> **Stored items**
--- --- ---

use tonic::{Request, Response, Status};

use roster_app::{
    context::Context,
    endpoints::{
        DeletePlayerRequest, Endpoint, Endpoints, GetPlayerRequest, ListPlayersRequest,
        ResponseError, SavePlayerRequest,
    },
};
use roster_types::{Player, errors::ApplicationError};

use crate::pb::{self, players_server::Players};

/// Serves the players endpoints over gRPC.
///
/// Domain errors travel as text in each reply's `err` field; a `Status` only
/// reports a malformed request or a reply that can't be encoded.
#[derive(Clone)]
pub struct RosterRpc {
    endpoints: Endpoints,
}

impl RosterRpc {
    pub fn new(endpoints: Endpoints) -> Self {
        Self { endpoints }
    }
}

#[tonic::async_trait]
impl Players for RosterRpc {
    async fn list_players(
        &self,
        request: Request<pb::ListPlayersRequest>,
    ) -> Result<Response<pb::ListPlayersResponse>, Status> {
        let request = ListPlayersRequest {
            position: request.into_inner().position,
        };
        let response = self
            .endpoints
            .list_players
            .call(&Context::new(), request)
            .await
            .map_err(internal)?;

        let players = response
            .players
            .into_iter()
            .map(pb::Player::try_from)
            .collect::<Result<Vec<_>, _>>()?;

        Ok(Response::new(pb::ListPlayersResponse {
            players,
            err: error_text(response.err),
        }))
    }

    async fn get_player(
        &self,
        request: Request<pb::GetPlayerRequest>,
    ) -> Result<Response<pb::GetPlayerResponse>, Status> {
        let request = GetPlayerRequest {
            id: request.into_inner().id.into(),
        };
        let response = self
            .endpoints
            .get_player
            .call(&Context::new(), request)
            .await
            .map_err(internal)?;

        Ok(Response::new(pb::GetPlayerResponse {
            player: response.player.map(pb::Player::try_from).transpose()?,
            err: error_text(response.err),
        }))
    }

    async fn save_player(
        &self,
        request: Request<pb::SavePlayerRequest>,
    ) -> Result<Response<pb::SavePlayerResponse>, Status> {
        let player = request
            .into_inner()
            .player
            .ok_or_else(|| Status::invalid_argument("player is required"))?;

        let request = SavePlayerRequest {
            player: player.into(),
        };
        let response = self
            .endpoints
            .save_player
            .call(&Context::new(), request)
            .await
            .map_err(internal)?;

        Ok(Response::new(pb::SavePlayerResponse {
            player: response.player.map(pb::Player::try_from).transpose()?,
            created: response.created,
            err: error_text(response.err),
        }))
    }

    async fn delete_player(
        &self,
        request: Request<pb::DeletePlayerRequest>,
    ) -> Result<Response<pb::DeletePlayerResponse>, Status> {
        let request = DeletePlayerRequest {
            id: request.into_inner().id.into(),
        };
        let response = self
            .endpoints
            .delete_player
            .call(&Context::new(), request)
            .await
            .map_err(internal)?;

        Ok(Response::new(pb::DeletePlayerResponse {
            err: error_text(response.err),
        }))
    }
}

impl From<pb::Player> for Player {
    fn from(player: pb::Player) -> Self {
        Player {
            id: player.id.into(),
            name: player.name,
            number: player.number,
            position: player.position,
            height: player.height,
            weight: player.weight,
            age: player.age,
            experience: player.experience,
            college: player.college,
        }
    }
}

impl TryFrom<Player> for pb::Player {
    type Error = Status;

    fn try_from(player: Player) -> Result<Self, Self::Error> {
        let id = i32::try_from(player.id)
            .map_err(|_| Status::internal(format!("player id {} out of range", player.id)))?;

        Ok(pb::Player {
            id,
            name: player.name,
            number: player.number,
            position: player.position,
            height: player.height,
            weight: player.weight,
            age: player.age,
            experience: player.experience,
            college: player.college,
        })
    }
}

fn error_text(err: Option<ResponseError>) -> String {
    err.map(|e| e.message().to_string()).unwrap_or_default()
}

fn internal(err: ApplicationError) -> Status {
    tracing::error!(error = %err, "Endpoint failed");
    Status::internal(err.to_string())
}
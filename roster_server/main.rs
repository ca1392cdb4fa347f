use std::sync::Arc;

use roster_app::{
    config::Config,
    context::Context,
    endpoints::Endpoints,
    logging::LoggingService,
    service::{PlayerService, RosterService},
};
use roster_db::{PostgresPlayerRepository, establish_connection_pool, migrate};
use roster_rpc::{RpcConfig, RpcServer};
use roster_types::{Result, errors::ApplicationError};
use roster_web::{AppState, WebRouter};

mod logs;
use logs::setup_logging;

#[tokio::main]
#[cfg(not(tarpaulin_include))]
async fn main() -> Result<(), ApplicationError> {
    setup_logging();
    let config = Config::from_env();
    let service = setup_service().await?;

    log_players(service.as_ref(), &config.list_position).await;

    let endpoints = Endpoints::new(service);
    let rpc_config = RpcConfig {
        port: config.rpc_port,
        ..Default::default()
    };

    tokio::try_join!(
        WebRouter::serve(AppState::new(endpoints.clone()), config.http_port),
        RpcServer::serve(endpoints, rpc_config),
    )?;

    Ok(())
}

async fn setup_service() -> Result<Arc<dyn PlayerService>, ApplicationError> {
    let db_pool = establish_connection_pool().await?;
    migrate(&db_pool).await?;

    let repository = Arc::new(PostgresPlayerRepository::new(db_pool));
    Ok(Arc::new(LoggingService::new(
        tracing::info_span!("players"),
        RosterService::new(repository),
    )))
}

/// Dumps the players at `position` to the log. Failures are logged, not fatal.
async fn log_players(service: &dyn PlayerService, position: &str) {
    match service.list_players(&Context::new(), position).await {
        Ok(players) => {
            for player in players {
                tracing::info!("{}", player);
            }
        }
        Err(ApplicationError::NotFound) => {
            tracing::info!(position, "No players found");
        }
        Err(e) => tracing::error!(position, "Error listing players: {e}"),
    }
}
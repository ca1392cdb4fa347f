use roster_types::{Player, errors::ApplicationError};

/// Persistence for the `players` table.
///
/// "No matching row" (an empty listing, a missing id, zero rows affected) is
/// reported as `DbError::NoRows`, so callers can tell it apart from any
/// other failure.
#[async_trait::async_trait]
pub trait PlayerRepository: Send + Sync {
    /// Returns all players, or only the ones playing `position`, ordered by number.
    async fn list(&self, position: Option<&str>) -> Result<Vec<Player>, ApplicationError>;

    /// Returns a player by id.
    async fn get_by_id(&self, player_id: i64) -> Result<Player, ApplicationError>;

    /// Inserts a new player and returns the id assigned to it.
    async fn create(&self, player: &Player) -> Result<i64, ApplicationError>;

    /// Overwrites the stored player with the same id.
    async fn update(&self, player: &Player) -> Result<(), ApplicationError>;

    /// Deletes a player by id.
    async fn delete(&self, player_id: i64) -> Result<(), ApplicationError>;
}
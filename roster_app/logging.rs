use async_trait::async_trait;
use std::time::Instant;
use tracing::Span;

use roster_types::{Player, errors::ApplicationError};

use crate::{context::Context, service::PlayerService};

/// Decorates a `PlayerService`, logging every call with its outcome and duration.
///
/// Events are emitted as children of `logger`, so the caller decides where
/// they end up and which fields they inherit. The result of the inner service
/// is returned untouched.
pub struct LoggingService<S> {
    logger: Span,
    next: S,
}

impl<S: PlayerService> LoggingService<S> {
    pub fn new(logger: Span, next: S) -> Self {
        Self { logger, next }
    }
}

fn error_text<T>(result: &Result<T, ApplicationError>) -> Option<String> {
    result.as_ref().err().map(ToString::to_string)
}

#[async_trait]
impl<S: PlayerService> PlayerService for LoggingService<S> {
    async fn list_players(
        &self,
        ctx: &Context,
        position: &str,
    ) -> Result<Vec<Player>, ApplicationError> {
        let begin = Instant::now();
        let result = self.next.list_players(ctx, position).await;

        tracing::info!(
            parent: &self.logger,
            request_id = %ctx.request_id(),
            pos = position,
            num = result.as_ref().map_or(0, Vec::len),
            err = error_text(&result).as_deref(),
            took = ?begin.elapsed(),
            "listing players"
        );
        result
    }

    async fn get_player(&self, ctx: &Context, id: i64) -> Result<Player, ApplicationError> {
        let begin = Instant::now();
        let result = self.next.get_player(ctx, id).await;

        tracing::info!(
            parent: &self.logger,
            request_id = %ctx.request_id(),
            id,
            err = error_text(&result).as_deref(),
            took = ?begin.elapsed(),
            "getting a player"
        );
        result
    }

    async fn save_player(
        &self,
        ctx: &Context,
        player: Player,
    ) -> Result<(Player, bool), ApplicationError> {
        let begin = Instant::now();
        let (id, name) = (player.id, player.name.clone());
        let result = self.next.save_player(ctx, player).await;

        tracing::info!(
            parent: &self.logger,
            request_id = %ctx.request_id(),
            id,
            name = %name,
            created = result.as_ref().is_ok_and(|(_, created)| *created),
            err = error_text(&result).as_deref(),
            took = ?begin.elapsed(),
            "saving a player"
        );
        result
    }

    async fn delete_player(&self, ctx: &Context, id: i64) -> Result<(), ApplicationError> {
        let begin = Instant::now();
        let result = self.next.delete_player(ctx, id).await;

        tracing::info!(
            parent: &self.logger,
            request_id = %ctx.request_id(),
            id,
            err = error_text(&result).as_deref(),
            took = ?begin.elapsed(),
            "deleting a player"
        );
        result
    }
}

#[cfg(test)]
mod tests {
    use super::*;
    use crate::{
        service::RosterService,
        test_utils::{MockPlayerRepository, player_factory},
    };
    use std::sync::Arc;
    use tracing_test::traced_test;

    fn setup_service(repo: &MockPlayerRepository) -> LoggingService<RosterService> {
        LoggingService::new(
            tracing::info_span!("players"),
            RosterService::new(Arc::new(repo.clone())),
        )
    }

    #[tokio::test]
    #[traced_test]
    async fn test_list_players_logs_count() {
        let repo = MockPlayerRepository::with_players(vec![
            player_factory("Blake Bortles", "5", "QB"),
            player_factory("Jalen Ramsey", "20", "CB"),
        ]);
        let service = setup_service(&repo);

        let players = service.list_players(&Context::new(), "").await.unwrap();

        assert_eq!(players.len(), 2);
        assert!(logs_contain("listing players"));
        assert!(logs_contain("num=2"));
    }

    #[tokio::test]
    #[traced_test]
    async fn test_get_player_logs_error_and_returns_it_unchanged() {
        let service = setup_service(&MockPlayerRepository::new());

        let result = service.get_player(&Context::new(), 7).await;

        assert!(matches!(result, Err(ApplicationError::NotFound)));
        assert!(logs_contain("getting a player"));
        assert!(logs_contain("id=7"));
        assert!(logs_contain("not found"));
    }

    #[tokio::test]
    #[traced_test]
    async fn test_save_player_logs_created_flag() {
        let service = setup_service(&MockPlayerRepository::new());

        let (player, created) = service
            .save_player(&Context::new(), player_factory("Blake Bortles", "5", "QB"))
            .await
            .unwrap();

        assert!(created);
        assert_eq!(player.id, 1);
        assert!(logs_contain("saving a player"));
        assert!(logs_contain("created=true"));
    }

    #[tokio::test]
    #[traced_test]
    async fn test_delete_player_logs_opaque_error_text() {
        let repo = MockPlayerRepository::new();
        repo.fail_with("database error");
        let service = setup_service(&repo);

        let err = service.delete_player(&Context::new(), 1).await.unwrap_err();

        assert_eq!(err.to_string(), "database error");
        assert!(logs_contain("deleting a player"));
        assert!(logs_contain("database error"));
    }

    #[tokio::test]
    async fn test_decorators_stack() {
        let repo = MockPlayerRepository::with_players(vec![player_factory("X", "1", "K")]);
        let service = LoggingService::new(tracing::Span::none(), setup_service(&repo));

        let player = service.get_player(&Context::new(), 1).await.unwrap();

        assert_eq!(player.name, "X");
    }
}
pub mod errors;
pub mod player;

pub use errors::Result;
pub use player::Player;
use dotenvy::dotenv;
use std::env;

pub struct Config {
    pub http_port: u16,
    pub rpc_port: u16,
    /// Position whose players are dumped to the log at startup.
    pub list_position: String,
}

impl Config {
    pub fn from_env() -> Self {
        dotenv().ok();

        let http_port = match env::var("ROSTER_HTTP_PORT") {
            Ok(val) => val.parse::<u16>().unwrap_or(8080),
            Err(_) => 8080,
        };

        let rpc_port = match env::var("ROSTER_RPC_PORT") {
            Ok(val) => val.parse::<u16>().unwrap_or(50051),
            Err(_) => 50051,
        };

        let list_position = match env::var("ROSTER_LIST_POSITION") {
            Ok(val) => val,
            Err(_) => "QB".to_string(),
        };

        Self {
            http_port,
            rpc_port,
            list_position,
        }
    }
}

--- --- ---

> **Problem details**
Write out each line exactly, starting with the line that contains "player = service.get_player(&Context::new(), 1).await.unwrap();" and stopping after the last line of the data.

> **Response area**
        let player = service.get_player(&Context::new(), 1).await.unwrap();

        assert_eq!(player.name, "X");
    }
}
pub mod errors;
pub mod player;

pub use errors::Result;
pub use player::Player;
use dotenvy::dotenv;
use std::env;

pub struct Config {
    pub http_port: u16,
    pub rpc_port: u16,
    /// Position whose players are dumped to the log at startup.
    pub list_position: String,
}

impl Config {
    pub fn from_env() -> Self {
        dotenv().ok();

        let http_port = match env::var("ROSTER_HTTP_PORT") {
            Ok(val) => val.parse::<u16>().unwrap_or(8080),
            Err(_) => 8080,
        };

        let rpc_port = match env::var("ROSTER_RPC_PORT") {
            Ok(val) => val.parse::<u16>().unwrap_or(50051),
            Err(_) => 50051,
        };

        let list_position = match env::var("ROSTER_LIST_POSITION") {
            Ok(val) => val,
            Err(_) => "QB".to_string(),
        };

        Self {
            http_port,
            rpc_port,
            list_position,
        }
    }
}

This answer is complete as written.